(Beginning of Source data)

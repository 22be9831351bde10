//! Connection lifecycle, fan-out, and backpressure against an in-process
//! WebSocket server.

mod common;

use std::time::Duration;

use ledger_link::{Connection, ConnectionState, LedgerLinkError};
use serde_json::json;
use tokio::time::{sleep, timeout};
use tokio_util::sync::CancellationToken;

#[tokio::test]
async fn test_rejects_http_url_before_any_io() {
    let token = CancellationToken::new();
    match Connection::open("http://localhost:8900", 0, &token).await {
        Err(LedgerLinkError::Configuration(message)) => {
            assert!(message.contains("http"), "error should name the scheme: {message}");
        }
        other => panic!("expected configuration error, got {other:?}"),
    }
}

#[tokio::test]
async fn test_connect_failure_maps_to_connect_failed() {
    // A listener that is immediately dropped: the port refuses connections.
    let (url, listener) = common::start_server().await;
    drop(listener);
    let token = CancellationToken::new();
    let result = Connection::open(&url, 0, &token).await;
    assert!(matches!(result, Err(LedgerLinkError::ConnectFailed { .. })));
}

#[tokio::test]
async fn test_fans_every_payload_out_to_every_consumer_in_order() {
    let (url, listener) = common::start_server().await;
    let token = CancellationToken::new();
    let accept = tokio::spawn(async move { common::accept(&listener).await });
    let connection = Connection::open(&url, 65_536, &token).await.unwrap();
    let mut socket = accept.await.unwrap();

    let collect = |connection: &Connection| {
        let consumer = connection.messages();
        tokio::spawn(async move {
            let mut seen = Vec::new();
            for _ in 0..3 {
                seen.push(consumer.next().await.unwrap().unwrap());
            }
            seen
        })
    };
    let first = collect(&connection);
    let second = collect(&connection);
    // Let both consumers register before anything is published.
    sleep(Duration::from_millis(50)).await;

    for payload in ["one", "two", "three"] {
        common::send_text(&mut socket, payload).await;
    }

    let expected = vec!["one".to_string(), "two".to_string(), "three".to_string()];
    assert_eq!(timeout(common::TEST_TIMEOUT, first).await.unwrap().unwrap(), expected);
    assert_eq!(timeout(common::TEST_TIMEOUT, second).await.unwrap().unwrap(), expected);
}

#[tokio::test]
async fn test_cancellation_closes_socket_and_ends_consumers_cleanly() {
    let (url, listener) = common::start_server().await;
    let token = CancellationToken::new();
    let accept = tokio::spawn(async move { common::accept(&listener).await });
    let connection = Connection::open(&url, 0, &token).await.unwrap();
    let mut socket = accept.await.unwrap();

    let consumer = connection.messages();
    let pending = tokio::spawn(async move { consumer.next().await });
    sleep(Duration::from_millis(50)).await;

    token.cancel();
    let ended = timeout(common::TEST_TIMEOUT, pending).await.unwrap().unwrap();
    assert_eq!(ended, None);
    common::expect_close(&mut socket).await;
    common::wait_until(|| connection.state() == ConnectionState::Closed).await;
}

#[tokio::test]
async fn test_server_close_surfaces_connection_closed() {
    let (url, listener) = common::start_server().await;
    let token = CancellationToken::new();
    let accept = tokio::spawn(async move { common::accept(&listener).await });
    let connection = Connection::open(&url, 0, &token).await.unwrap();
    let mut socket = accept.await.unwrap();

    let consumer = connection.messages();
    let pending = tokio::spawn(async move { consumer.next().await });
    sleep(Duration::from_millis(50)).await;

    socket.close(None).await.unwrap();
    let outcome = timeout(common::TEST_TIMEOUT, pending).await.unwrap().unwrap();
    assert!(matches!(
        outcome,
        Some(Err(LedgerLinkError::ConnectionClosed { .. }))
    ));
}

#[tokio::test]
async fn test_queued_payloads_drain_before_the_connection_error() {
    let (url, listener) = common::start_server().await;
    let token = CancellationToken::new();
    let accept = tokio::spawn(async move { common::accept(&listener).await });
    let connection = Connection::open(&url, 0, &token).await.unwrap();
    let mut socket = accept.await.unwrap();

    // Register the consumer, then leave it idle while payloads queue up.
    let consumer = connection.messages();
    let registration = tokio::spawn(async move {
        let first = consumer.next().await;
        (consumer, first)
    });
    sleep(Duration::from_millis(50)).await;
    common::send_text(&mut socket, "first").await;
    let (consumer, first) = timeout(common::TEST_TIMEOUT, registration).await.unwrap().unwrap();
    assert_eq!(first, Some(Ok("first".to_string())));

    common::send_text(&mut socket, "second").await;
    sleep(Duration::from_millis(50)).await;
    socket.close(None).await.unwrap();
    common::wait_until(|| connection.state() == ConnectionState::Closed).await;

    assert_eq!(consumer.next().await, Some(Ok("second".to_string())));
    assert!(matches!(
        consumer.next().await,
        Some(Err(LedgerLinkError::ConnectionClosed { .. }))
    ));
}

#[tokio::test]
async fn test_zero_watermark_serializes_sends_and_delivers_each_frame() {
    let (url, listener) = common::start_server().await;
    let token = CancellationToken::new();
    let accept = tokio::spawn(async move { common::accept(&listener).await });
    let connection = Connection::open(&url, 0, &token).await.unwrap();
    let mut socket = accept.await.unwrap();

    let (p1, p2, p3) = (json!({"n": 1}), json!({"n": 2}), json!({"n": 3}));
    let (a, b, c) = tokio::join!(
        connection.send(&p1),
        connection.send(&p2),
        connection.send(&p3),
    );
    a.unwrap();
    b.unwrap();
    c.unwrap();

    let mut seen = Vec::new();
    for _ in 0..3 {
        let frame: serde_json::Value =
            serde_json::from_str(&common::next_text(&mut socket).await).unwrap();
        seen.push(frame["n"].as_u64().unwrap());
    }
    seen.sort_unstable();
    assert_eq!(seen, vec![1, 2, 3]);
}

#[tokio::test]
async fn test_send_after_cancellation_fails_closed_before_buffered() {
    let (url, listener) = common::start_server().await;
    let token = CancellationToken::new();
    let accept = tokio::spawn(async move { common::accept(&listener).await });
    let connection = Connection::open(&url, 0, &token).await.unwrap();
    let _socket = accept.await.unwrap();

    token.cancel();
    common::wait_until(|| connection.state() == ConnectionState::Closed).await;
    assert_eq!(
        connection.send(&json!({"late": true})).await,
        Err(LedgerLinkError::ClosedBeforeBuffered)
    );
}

(End of Source data)
(Beginning of Source data)

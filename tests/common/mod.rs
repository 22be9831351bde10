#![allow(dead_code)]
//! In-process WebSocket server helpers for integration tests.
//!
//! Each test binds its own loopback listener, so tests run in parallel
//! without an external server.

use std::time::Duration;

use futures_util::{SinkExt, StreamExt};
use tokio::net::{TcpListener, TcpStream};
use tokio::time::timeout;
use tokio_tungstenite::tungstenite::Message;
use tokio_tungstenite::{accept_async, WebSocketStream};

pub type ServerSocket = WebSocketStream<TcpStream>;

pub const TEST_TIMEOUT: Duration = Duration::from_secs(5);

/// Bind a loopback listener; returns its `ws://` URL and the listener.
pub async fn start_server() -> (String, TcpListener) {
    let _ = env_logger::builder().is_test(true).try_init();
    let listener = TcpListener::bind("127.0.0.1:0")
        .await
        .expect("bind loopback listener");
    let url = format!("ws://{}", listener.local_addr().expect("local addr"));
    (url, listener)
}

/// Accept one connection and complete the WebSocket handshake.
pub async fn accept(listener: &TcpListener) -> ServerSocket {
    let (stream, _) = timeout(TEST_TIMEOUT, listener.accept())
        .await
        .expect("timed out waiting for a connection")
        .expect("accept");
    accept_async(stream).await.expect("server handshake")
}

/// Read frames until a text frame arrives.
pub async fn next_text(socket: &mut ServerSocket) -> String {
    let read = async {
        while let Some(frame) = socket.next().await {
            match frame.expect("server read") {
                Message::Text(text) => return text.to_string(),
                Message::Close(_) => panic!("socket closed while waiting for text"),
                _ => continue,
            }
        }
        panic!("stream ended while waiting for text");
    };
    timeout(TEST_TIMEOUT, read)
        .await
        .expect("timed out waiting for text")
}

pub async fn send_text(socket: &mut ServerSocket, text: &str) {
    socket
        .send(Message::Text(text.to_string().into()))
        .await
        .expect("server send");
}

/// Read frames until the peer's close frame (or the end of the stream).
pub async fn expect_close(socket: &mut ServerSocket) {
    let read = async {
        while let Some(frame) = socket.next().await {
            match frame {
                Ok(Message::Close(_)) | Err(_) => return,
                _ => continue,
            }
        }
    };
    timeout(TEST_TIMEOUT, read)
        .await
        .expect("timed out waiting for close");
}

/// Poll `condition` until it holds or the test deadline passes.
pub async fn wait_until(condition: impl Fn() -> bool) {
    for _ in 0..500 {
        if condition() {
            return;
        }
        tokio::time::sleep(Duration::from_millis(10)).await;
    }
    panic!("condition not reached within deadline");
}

(End of Source data)
(Beginning of Source data)

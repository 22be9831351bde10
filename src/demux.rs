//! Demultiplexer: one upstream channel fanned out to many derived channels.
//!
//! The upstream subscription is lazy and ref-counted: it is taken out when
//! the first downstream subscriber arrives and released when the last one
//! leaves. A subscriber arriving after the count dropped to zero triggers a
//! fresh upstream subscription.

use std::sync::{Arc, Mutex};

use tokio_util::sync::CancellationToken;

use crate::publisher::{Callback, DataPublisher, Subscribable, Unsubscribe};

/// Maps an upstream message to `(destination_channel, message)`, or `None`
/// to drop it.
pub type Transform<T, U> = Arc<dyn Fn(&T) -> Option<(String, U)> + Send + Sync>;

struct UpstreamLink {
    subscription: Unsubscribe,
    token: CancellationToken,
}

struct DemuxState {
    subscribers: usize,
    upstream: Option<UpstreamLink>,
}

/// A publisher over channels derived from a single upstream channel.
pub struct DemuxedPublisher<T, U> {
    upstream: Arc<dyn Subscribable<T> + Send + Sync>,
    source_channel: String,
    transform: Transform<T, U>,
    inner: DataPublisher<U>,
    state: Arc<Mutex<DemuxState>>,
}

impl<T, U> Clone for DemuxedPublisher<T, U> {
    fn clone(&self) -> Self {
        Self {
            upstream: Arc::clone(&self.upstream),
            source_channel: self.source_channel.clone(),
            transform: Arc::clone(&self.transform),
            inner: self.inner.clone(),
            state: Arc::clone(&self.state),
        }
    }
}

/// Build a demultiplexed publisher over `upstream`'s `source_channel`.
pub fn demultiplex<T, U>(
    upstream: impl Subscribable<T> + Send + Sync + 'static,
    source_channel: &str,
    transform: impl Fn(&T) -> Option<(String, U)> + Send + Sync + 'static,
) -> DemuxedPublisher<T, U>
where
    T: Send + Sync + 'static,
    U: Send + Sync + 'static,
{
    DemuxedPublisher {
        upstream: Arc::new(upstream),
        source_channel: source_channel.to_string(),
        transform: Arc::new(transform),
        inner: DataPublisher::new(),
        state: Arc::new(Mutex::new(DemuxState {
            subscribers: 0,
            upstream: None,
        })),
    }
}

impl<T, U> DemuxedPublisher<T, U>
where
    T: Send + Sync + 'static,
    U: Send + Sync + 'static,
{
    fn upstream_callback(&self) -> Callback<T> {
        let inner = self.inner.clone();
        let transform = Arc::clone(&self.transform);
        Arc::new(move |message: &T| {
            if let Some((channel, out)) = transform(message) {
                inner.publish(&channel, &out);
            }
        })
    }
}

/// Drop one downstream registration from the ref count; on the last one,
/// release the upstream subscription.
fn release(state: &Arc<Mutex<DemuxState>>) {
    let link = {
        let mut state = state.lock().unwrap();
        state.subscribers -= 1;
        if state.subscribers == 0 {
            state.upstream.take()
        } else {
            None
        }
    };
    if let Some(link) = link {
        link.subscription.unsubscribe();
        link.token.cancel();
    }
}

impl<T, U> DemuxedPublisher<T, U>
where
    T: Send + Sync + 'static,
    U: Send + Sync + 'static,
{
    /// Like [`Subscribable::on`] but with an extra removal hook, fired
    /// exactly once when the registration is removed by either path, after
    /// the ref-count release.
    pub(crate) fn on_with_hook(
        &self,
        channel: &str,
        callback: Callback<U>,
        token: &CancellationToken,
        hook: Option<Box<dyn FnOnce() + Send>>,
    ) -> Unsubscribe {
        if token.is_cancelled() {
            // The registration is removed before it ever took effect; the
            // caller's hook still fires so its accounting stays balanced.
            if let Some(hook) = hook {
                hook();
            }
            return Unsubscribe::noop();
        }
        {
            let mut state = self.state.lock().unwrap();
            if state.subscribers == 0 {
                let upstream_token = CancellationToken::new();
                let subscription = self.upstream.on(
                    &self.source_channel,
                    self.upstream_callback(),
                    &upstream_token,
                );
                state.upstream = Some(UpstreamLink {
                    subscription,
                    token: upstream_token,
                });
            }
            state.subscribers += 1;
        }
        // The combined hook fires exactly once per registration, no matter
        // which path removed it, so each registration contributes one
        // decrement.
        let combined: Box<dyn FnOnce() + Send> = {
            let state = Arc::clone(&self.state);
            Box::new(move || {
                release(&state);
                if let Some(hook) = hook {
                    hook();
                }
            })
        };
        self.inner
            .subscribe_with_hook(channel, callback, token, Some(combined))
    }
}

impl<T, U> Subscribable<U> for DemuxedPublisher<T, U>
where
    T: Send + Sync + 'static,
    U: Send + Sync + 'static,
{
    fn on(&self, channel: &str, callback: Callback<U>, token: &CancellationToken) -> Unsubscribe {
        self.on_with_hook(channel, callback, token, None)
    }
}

(End of Source data)

### Your assignment
Provide the number of lines in the records above containing the string "pending", and write nothing more.

### Task answer
4